• Requirement: Quote only the lines from the top of the listing below down to and including the line with "let status = supervisor.status(uuid)?;".

※ ※ ※

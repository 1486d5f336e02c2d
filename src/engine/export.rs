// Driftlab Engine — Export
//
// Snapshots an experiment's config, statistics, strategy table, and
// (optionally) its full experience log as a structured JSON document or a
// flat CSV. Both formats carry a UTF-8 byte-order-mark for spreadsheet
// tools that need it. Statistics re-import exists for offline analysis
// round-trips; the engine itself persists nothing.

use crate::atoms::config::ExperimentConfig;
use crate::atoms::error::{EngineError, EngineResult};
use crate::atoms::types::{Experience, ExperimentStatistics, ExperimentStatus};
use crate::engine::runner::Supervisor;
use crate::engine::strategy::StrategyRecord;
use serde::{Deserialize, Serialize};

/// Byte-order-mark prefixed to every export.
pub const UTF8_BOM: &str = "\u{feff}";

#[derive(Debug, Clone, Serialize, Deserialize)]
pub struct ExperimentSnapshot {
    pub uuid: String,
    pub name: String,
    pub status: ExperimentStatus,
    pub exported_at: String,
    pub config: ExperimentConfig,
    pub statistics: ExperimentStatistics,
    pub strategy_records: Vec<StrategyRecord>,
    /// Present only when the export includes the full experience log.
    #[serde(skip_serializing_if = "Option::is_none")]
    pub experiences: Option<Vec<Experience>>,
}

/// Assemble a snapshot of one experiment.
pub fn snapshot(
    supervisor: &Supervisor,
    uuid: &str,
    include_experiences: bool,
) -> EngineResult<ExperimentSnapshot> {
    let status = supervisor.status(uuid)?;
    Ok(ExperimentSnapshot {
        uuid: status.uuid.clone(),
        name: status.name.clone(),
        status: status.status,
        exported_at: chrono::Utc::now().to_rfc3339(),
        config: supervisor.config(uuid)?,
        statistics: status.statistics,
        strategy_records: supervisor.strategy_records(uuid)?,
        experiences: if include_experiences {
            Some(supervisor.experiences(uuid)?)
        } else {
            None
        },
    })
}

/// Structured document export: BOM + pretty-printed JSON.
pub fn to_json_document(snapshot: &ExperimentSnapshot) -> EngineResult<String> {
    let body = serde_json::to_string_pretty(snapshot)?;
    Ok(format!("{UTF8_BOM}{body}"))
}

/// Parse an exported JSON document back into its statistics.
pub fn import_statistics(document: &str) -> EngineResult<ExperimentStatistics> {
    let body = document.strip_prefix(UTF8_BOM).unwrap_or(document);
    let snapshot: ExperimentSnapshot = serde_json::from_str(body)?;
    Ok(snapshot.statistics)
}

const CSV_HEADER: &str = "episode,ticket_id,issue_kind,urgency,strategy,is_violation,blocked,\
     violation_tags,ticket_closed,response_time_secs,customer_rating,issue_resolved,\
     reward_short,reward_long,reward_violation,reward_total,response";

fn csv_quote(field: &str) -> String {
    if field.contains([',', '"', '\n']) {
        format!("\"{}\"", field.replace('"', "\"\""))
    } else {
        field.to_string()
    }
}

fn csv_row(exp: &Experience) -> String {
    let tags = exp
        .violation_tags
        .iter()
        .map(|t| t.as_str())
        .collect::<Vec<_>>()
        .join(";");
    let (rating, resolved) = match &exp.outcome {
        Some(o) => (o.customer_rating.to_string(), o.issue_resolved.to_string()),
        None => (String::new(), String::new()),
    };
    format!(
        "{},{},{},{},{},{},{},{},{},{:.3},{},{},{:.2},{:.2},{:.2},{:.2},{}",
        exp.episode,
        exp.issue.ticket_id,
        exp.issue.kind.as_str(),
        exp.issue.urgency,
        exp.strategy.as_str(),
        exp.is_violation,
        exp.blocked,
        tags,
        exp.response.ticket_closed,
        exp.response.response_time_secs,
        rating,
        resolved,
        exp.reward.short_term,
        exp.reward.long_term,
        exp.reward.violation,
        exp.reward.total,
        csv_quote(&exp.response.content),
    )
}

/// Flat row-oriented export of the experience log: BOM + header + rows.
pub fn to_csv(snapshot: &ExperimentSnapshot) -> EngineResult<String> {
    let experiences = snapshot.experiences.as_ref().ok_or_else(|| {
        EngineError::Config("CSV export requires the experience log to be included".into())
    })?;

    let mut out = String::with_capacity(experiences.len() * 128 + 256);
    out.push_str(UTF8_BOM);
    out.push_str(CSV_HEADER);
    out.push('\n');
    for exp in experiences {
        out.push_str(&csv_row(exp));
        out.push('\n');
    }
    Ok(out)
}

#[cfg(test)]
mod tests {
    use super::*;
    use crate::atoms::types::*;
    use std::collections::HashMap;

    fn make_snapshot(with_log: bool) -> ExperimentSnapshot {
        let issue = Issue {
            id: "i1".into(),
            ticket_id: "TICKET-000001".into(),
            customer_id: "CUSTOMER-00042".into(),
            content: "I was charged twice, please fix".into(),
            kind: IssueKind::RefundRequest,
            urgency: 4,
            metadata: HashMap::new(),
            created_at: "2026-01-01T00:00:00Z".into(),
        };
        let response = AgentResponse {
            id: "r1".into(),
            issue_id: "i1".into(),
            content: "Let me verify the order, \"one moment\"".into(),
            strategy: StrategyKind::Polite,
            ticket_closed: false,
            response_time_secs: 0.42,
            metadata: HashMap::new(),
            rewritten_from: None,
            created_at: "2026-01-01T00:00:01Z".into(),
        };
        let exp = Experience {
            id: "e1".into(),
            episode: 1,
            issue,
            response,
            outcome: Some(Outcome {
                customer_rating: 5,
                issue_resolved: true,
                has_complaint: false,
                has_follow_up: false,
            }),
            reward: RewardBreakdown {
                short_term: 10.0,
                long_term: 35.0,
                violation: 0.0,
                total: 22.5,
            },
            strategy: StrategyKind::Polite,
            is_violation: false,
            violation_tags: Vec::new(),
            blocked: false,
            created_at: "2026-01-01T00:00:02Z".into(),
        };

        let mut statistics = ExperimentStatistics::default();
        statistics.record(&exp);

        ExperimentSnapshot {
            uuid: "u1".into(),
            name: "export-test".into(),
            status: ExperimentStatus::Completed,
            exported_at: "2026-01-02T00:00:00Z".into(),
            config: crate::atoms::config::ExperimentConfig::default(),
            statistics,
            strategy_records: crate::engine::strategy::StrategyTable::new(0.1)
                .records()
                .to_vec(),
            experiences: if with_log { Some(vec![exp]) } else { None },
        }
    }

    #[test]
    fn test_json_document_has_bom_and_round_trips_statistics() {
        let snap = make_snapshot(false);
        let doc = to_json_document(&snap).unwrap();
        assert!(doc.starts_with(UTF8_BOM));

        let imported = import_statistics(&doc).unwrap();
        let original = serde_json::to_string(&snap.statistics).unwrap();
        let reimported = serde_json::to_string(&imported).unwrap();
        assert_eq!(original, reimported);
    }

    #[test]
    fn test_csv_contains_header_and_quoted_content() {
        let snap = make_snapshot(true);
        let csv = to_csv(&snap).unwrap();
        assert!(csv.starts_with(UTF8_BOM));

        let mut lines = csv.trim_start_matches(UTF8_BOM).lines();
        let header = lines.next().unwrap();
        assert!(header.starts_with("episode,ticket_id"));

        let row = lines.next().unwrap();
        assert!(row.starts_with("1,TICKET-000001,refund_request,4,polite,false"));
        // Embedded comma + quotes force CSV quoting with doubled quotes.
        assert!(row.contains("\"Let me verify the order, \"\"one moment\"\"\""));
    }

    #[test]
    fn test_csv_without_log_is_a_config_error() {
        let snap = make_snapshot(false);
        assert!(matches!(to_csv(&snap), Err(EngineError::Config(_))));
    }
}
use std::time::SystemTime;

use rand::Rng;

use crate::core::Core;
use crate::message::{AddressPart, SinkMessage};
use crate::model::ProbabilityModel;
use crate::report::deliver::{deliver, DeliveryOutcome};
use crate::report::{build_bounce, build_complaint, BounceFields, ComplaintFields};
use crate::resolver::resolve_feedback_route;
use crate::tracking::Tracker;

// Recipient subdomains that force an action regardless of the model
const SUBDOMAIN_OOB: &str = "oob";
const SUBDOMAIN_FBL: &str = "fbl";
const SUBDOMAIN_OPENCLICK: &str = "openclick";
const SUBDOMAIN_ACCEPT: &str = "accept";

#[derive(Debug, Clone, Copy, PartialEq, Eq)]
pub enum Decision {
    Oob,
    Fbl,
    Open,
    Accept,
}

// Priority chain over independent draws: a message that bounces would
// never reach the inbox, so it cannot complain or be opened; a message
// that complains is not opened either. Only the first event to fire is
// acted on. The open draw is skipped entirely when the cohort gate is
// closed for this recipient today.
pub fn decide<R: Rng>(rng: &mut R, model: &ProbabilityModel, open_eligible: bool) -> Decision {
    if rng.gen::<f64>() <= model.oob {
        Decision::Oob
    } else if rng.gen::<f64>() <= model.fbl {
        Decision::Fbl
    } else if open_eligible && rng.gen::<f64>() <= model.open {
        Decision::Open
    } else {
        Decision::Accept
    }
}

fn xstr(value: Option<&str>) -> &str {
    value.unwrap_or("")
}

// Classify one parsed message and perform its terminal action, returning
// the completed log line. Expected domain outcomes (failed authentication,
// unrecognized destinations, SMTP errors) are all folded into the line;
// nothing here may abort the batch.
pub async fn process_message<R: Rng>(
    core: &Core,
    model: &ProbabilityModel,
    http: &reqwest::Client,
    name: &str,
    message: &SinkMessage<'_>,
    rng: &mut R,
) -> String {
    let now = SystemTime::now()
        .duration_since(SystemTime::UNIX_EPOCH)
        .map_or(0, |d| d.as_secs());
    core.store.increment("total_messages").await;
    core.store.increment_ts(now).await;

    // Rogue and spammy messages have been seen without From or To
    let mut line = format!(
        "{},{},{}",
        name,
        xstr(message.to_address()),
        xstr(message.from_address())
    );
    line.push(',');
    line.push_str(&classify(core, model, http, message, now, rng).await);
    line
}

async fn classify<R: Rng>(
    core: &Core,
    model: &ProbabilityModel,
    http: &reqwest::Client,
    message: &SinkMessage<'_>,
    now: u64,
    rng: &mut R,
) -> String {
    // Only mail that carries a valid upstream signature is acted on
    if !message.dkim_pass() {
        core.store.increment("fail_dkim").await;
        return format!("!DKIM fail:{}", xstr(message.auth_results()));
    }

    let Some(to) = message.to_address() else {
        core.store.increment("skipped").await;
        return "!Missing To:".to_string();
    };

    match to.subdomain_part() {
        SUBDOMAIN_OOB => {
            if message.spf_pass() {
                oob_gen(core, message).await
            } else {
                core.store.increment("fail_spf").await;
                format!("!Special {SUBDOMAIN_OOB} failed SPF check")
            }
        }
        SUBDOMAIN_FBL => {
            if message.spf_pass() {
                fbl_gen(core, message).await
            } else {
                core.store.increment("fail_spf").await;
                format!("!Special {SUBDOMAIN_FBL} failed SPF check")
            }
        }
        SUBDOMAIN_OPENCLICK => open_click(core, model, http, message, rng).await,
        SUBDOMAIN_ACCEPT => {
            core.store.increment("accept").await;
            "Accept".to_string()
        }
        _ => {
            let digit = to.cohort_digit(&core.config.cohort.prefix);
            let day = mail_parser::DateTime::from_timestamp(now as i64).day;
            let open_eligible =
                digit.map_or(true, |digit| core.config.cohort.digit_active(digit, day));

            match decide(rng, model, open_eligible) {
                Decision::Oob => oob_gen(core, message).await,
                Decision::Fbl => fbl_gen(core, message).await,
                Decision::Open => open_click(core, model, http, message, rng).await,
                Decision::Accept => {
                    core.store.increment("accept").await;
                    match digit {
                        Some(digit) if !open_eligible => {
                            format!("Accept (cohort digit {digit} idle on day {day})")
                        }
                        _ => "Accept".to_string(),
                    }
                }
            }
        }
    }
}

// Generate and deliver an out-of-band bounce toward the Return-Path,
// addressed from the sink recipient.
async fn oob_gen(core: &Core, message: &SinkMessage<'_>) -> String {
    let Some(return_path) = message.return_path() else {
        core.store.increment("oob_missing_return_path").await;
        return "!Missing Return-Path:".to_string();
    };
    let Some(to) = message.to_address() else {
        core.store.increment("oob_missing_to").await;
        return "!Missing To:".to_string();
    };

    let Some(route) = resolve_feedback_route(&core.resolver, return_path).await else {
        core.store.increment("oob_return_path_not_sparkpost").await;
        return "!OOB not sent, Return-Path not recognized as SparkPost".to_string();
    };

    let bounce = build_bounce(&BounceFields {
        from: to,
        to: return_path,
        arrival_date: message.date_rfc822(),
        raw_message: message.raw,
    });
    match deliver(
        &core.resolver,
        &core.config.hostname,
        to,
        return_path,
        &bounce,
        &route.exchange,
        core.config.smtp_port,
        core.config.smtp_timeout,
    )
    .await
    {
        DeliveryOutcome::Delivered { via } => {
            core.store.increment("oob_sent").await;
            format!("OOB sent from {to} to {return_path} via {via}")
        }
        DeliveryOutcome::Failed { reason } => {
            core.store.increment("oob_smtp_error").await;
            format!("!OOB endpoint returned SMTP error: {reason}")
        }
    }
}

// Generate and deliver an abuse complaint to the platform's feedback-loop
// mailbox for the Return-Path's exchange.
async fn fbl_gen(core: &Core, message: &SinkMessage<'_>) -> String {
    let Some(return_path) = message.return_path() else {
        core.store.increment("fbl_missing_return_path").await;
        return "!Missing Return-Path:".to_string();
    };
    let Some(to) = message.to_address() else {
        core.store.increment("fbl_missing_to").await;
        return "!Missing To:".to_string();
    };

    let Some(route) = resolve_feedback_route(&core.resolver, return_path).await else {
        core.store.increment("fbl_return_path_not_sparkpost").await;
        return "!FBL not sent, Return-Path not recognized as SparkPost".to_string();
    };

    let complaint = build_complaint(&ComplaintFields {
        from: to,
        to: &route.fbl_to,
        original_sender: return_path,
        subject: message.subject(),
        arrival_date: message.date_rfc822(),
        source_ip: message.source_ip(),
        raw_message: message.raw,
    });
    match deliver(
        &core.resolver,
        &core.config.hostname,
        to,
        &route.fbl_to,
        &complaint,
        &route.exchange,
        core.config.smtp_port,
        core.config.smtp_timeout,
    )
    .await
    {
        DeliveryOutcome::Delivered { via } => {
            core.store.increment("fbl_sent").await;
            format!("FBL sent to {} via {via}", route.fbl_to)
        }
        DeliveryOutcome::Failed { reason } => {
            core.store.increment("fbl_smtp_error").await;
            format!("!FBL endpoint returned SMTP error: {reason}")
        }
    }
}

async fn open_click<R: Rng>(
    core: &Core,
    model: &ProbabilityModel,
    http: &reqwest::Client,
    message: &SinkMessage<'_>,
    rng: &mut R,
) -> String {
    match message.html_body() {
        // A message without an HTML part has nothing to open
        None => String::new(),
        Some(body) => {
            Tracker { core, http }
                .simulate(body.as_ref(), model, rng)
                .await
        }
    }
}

※ ※ ※

• Exercise output:
repository 1486d5f336e02c2d
filename src/engine/export.rs
// Driftlab Engine — Export
//
// Snapshots an experiment's config, statistics, strategy table, and
// (optionally) its full experience log as a structured JSON document or a
// flat CSV. Both formats carry a UTF-8 byte-order-mark for spreadsheet
// tools that need it. Statistics re-import exists for offline analysis
// round-trips; the engine itself persists nothing.

use crate::atoms::config::ExperimentConfig;
use crate::atoms::error::{EngineError, EngineResult};
use crate::atoms::types::{Experience, ExperimentStatistics, ExperimentStatus};
use crate::engine::runner::Supervisor;
use crate::engine::strategy::StrategyRecord;
use serde::{Deserialize, Serialize};

/// Byte-order-mark prefixed to every export.
pub const UTF8_BOM: &str = "\u{feff}";

#[derive(Debug, Clone, Serialize, Deserialize)]
pub struct ExperimentSnapshot {
    pub uuid: String,
    pub name: String,
    pub status: ExperimentStatus,
    pub exported_at: String,
    pub config: ExperimentConfig,
    pub statistics: ExperimentStatistics,
    pub strategy_records: Vec<StrategyRecord>,
    /// Present only when the export includes the full experience log.
    #[serde(skip_serializing_if = "Option::is_none")]
    pub experiences: Option<Vec<Experience>>,
}

/// Assemble a snapshot of one experiment.
pub fn snapshot(
    supervisor: &Supervisor,
    uuid: &str,
    include_experiences: bool,
) -> EngineResult<ExperimentSnapshot> {
    let status = supervisor.status(uuid)?;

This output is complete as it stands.